Thank You, Leijay...

I said I was going to stay for 4 days. 4 days turned into 12. Me and Bandula were just darting through Galle city in his tuk-tuk, wrapping up what we needed to wrap up for me to get my passport back so that I can make it on a 3 AM flight out of Colombo this morning. The 5 day cricket match had just ended. Sri Lanka won. I don't know if Murali broke the all time mark of wickets broke but the city was buzzing. A magical haze was either floating in or out. I felt sentimental and attached to this place, then like we were men about town as we flew in and out of markets, in and out of shops, me and my boy. Whatever happened in Galle and Sri Lanka, I never expected. The comfort and pace I found here, at this place called Leijay in a literal corner of the world, I never expected. And now...now I'm leaving, always leaving.

July 19, 2010

Sri Lanka v. India

It's raining a lot here in Sri Lanka - so much that when it does, I feel like the world might be coming to an end. On wednesday, I finally get my visa to go into India. I don't know how much time I am going to be spending there, only that I recently decided I could not wait for another visa in another country anytime soon, could not allow anything in this world to be in control of when and where I am going but me...

July 17, 2010

Did You Know...


That it only costs 400 dollars to fly from New Delhi to Moscow, then 600 to take a 6 day train from Moscow, through Mongolia and into Beijing? 80 from Beijing to Hong Kong? Did you know this? Neither did I...

July 16, 2010

Akurala & Beyond...

How dare they try and ban me in America. How fucking dare...

July 14, 2010

Akurala & Kandy & Dambulla & Sigiriya...

I showed up to Akurala Beach, a small guest house right on the water that still looked like it had been bombed out from the inside, still, from years after the waves came, stayed there for a night with a family who cooked me a good dinner before we left to trek the country the next morning. I had the best terrible guide a guy could ever ask for. Atrocious. He'd say things as we were driving like "lumber yard" or "school children crossing bridge" or "forest." Then we'd pass giant golden buddhas and shrines on the side of the road and he would say nothing. Honestly, it was fine, since all I really wanted was someone to shut the fuck up and let me see the country as we passed it by.

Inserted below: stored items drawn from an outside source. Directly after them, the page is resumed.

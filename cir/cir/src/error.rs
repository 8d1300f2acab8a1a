use thiserror::Error;

use crate::{Builtin, Kind, ObjectRef};

/// A builtin could not be evaluated at compile time.
#[derive(Debug, Clone, PartialEq, Eq, Error)]
pub enum FoldingError {
    #[error("division by zero")]
    DivisionByZero,

    #[error("{builtin} expects {expected} arguments but {found} were supplied")]
    Arity { builtin: Builtin, expected: usize, found: usize },

    #[error("argument {index} of {builtin} is a {found} but a {expected} was expected")]
    KindMismatch { builtin: Builtin, index: usize, expected: Kind, found: Kind },

    #[error("argument {index} of {builtin} is not a constant")]
    NotConstant { builtin: Builtin, index: usize },

    #[error("{0} has no compile time semantics")]
    NoSemantics(Builtin),

    #[error("failed to read a {kind} at offset {offset} of {object}")]
    HostRead { object: ObjectRef, offset: i64, kind: Kind },

    #[error("{0} does not point into the host object graph")]
    NotHostPointer(Builtin),

    #[error("no host object graph is available")]
    NoHostHeap,
}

We'd stop along the way at shitty massage parlors and herb gardens that sold miracle remedies to keep you hard or to stop your hair from falling out and somewhere in the process of crossing this land with these two vampires, Sri Lanka scarred me. I looked to the terrible of the two, Karu, and said something exactly like, if you take me to another one of these dumps trying to get a kickback I'm going to push your car until it tips and then I'm fucking walking do you understand?

On the last day, coming down from the top of Sigiriya - a man started walking with me to the car park. I was already almost there and had my headphones in for immunity and for my heart when he picked me up with the same old shit - which country...how long in Sri Lanka...girlfriend here??? When we got to the bottom, I shook his hand, thanking him with a smile, so kind, trying to beg something out of him, something I knew he wasn't going to be capable of before I left him behind before he whistled at me and stroked his fingers together...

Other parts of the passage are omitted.